◆ Work to complete
The records are to be copied in their entirety, exactly as given.

◆ Source data

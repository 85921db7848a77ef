//! Integration tests for Error types
//!
//! Tests error construction, display, and context.

use fieldtrace_foundation::{Error, ErrorContext, ErrorKind};

// =============================================================================
// Error Construction
// =============================================================================

#[test]
fn error_duplicate_command() {
    let err = Error::duplicate_command("stats", "aggregation");
    assert!(matches!(err.kind, ErrorKind::DuplicateCommand { .. }));
    let msg = format!("{err}");
    assert!(msg.contains("stats"));
    assert!(msg.contains("aggregation"));
}

#[test]
fn error_dangling_alias() {
    let err = Error::dangling_alias("bucket", "bin");
    assert!(matches!(err.kind, ErrorKind::DanglingAlias { .. }));
    let msg = format!("{err}");
    assert!(msg.contains("bucket"));
    assert!(msg.contains("bin"));
}

#[test]
fn error_invalid_declaration() {
    let err = Error::invalid_declaration("rename", "sequence has no patterns");
    assert!(matches!(err.kind, ErrorKind::InvalidDeclaration { .. }));
    let msg = format!("{err}");
    assert!(msg.contains("rename"));
    assert!(msg.contains("sequence has no patterns"));
}

#[test]
fn error_internal() {
    let err = Error::internal("should not happen");
    assert!(matches!(err.kind, ErrorKind::Internal(_)));
    assert!(format!("{err}").contains("should not happen"));
}

// =============================================================================
// Error Context
// =============================================================================

#[test]
fn error_context_is_carried() {
    let err = Error::invalid_declaration("convert", "empty sequence").with_context(
        ErrorContext::new()
            .with_source("field-modifiers")
            .with_path("patterns[1]"),
    );
    let ctx = err.context.expect("context");
    assert_eq!(ctx.source.as_deref(), Some("field-modifiers"));
    assert_eq!(ctx.path.as_deref(), Some("patterns[1]"));
}

#[test]
fn error_context_display() {
    let ctx = ErrorContext::new().with_source("results").with_path("options[0]");
    assert_eq!(format!("{ctx}"), "in results at options[0]");
}
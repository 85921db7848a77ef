//! Integration tests for Span

use fieldtrace_foundation::Span;

#[test]
fn span_construction() {
    let span = Span::new(8, 23, 1, 9);
    assert_eq!(span.len(), 15);
    assert!(!span.is_empty());
}

#[test]
fn span_at_start_is_empty() {
    let span = Span::at_start();
    assert!(span.is_empty());
    assert_eq!(span.line, 1);
    assert_eq!(span.column, 1);
}

#[test]
fn span_positions_are_carried_through_nodes() {
    let span = Span::new(10, 28, 1, 11);
    let node = fieldtrace_foundation::ParsedNode::new("BinCommand").with_span(span);
    assert_eq!(node.span.start, 10);
    assert_eq!(node.span.end, 28);
    assert_eq!(node.span.column, 11);
}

◆ Exercise output
repository 85921db7848a77ef
//! Integration tests for Error types
//!
//! Tests error construction, display, and context.

use fieldtrace_foundation::{Error, ErrorContext, ErrorKind};

// =============================================================================
// Error Construction
// =============================================================================

#[test]
fn error_duplicate_command() {
    let err = Error::duplicate_command("stats", "aggregation");
    assert!(matches!(err.kind, ErrorKind::DuplicateCommand { .. }));
    let msg = format!("{err}");
    assert!(msg.contains("stats"));
    assert!(msg.contains("aggregation"));
}

#[test]
fn error_dangling_alias() {
    let err = Error::dangling_alias("bucket", "bin");
    assert!(matches!(err.kind, ErrorKind::DanglingAlias { .. }));
    let msg = format!("{err}");
    assert!(msg.contains("bucket"));
    assert!(msg.contains("bin"));
}

#[test]
fn error_invalid_declaration() {
    let err = Error::invalid_declaration("rename", "sequence has no patterns");
    assert!(matches!(err.kind, ErrorKind::InvalidDeclaration { .. }));
    let msg = format!("{err}");
    assert!(msg.contains("rename"));
    assert!(msg.contains("sequence has no patterns"));
}

#[test]
fn error_internal() {
    let err = Error::internal("should not happen");
    assert!(matches!(err.kind, ErrorKind::Internal(_)));
    assert!(format!("{err}").contains("should not happen"));
}

// =============================================================================
// Error Context
// =============================================================================

#[test]
fn error_context_is_carried() {
    let err = Error::invalid_declaration("convert", "empty sequence").with_context(
        ErrorContext::new()
            .with_source("field-modifiers")
            .with_path("patterns[1]"),
    );
    let ctx = err.context.expect("context");
    assert_eq!(ctx.source.as_deref(), Some("field-modifiers"));
    assert_eq!(ctx.path.as_deref(), Some("patterns[1]"));
}

#[test]
fn error_context_display() {
    let ctx = ErrorContext::new().with_source("results").with_path("options[0]");
    assert_eq!(format!("{ctx}"), "in results at options[0]");
}
repository 85921db7848a77ef
//! Integration tests for Span

use fieldtrace_foundation::Span;

#[test]
fn span_construction() {
    let span = Span::new(8, 23, 1, 9);
    assert_eq!(span.len(), 15);
    assert!(!span.is_empty());
}

#[test]
fn span_at_start_is_empty() {
    let span = Span::at_start();
    assert!(span.is_empty());
    assert_eq!(span.line, 1);
    assert_eq!(span.column, 1);
}

#[test]
fn span_positions_are_carried_through_nodes() {
    let span = Span::new(10, 28, 1, 11);
    let node = fieldtrace_foundation::ParsedNode::new("BinCommand").with_span(span);
    assert_eq!(node.span.start, 10);
    assert_eq!(node.span.end, 28);
    assert_eq!(node.span.column, 11);
}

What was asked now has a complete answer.